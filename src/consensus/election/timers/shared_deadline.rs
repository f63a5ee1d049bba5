use std::sync::{Arc, Mutex};
use tokio::time::Instant;

/// A deadline shared between a timer handle (which arms it) and its task (which consumes it).
#[derive(Clone, Default)]
pub(super) struct SharedDeadline {
    data: Arc<Mutex<Option<Instant>>>,
}

impl SharedDeadline {
    pub(super) fn new() -> Self {
        SharedDeadline {
            data: Arc::new(Mutex::new(None)),
        }
    }

    pub(super) fn arm(&self, deadline: Instant) {
        self.data
            .lock()
            .expect("SharedDeadline.arm() mutex guard poison")
            .replace(deadline);
    }

    pub(super) fn take(&self) -> Option<Instant> {
        self.data
            .lock()
            .expect("SharedDeadline.take() mutex guard poison")
            .take()
    }
}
────────────────────
■ **Work task**
Each record, from first to last, should be returned verbatim.

■ **Solution to this problem**
filename src/consensus/election/timers/shared_deadline.rs
repository f63a5ee1d049bba5
use std::sync::{Arc, Mutex};
use tokio::time::Instant;

/// A deadline shared between a timer handle (which arms it) and its task (which consumes it).
#[derive(Clone, Default)]
pub(super) struct SharedDeadline {
    data: Arc<Mutex<Option<Instant>>>,
}

impl SharedDeadline {
    pub(super) fn new() -> Self {
        SharedDeadline {
            data: Arc::new(Mutex::new(None)),
        }
    }

    pub(super) fn arm(&self, deadline: Instant) {
        self.data
            .lock()
            .expect("SharedDeadline.arm() mutex guard poison")
            .replace(deadline);
    }

    pub(super) fn take(&self) -> Option<Instant> {
        self.data
            .lock()
            .expect("SharedDeadline.take() mutex guard poison")
            .take()
    }
}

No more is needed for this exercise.